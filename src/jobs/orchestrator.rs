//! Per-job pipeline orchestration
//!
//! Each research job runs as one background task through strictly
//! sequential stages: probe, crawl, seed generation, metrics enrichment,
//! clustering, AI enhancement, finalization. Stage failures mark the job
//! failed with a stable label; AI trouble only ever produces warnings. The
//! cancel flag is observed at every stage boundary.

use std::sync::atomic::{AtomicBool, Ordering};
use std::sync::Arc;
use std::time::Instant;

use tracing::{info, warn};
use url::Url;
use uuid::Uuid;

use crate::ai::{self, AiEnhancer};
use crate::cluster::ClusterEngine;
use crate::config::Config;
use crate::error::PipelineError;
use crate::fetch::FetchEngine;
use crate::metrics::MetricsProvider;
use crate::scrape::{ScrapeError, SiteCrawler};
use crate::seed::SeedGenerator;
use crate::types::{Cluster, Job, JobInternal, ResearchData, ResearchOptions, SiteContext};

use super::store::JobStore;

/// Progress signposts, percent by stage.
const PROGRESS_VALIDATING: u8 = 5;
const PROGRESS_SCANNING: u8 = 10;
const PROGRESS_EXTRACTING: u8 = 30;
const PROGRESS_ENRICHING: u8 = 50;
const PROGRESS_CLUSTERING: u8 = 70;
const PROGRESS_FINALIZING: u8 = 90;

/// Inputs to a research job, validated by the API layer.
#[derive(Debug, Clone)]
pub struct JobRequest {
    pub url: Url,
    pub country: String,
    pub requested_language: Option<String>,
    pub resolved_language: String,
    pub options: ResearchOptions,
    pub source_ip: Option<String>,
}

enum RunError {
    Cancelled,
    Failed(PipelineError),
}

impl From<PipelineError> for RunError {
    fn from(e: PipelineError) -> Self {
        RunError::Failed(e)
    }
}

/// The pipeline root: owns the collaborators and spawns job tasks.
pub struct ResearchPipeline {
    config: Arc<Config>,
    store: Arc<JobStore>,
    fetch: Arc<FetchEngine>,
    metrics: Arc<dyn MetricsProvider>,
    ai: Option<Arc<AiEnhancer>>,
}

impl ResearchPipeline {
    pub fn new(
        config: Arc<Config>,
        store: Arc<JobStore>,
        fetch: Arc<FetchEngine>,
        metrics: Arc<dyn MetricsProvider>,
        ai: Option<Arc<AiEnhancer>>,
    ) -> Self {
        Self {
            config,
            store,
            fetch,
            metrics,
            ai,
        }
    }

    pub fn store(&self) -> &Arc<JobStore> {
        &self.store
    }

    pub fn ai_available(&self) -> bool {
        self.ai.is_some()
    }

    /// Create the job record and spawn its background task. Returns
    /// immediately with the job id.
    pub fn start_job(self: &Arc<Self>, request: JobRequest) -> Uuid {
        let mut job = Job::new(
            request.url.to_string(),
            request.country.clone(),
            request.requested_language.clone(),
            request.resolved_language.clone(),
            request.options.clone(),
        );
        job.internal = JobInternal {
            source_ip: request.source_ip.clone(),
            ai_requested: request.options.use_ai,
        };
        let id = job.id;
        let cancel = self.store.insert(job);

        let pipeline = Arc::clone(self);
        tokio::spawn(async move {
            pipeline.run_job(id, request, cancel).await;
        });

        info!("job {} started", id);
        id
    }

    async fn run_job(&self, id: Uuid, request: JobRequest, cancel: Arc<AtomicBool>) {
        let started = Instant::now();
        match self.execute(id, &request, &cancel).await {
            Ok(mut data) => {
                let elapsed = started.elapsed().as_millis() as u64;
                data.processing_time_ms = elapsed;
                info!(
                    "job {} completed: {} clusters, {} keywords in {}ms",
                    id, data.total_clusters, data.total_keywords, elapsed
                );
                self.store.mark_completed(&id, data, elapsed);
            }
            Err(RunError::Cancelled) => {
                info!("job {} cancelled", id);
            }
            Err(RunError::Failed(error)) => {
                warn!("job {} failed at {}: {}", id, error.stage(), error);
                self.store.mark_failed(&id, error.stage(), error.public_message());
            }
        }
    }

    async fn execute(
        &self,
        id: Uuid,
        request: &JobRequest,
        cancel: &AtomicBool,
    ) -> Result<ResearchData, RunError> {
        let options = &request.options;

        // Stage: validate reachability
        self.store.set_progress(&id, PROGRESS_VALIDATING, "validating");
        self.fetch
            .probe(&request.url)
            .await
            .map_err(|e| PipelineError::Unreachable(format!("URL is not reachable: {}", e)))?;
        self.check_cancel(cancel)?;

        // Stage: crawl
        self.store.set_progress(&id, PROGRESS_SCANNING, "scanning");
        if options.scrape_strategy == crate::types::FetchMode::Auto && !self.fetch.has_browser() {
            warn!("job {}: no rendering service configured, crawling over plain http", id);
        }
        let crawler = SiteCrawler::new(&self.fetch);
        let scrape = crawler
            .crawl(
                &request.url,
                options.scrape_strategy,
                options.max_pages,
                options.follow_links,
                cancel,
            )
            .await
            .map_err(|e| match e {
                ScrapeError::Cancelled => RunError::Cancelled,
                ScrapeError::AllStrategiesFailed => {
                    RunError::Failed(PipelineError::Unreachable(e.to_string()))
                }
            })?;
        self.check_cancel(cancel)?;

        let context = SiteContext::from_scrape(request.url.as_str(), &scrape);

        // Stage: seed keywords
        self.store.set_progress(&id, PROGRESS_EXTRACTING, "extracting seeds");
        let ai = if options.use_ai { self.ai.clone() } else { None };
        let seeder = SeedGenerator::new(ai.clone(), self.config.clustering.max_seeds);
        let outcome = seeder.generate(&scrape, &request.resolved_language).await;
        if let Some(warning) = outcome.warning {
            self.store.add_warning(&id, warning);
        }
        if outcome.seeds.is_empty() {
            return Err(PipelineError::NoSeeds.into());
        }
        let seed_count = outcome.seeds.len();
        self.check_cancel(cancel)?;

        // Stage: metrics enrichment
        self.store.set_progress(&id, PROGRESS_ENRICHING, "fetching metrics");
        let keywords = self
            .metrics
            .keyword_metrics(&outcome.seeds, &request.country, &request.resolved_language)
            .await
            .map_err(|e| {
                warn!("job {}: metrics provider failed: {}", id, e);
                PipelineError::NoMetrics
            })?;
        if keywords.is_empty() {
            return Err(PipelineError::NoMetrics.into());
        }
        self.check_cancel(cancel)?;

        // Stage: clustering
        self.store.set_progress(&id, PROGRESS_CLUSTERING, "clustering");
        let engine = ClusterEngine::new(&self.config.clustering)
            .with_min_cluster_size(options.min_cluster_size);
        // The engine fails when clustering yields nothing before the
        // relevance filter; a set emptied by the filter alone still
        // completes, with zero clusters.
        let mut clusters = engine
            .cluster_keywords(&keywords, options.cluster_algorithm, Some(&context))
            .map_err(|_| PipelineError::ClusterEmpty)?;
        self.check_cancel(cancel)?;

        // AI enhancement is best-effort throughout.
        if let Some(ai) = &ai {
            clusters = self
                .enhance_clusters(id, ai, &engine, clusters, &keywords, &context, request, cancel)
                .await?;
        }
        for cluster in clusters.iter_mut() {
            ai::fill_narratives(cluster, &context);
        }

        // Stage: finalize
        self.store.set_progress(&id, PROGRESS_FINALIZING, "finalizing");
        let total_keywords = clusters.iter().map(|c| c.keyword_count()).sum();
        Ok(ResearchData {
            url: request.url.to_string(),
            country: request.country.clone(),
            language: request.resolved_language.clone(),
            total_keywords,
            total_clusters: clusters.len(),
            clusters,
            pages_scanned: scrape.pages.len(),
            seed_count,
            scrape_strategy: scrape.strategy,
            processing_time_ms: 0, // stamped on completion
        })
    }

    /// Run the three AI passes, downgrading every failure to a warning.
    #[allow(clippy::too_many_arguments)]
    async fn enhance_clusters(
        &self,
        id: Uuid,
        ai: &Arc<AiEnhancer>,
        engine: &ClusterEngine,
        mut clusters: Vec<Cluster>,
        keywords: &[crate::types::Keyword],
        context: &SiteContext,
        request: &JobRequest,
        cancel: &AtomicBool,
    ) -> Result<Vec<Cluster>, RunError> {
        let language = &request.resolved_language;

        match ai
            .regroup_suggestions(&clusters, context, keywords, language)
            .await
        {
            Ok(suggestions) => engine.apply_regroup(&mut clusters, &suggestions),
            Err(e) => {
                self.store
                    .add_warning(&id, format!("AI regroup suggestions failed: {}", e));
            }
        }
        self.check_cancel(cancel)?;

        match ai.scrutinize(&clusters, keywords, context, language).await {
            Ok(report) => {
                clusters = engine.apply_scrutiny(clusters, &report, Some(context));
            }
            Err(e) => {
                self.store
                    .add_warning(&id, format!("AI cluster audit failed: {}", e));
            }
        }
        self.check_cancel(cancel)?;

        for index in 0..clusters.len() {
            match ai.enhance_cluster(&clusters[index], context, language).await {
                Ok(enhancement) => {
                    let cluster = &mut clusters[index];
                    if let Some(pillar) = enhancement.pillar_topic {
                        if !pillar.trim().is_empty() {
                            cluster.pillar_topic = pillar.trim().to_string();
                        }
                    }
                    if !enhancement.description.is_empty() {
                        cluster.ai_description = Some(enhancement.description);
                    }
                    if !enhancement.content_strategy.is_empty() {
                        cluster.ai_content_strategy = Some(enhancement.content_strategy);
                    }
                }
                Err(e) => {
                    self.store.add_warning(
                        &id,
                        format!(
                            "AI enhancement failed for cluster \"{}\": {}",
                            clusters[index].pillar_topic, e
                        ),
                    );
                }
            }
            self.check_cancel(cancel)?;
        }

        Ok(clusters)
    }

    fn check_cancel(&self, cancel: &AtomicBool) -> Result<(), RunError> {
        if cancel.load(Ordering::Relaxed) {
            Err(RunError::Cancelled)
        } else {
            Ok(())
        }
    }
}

● ● ● ●

**Problem description:** I need every line of the data that has the word "SiteCrawler"; please list them.

**Exercise answer:**
use crate::scrape::{ScrapeError, SiteCrawler};
        let crawler = SiteCrawler::new(&self.fetch);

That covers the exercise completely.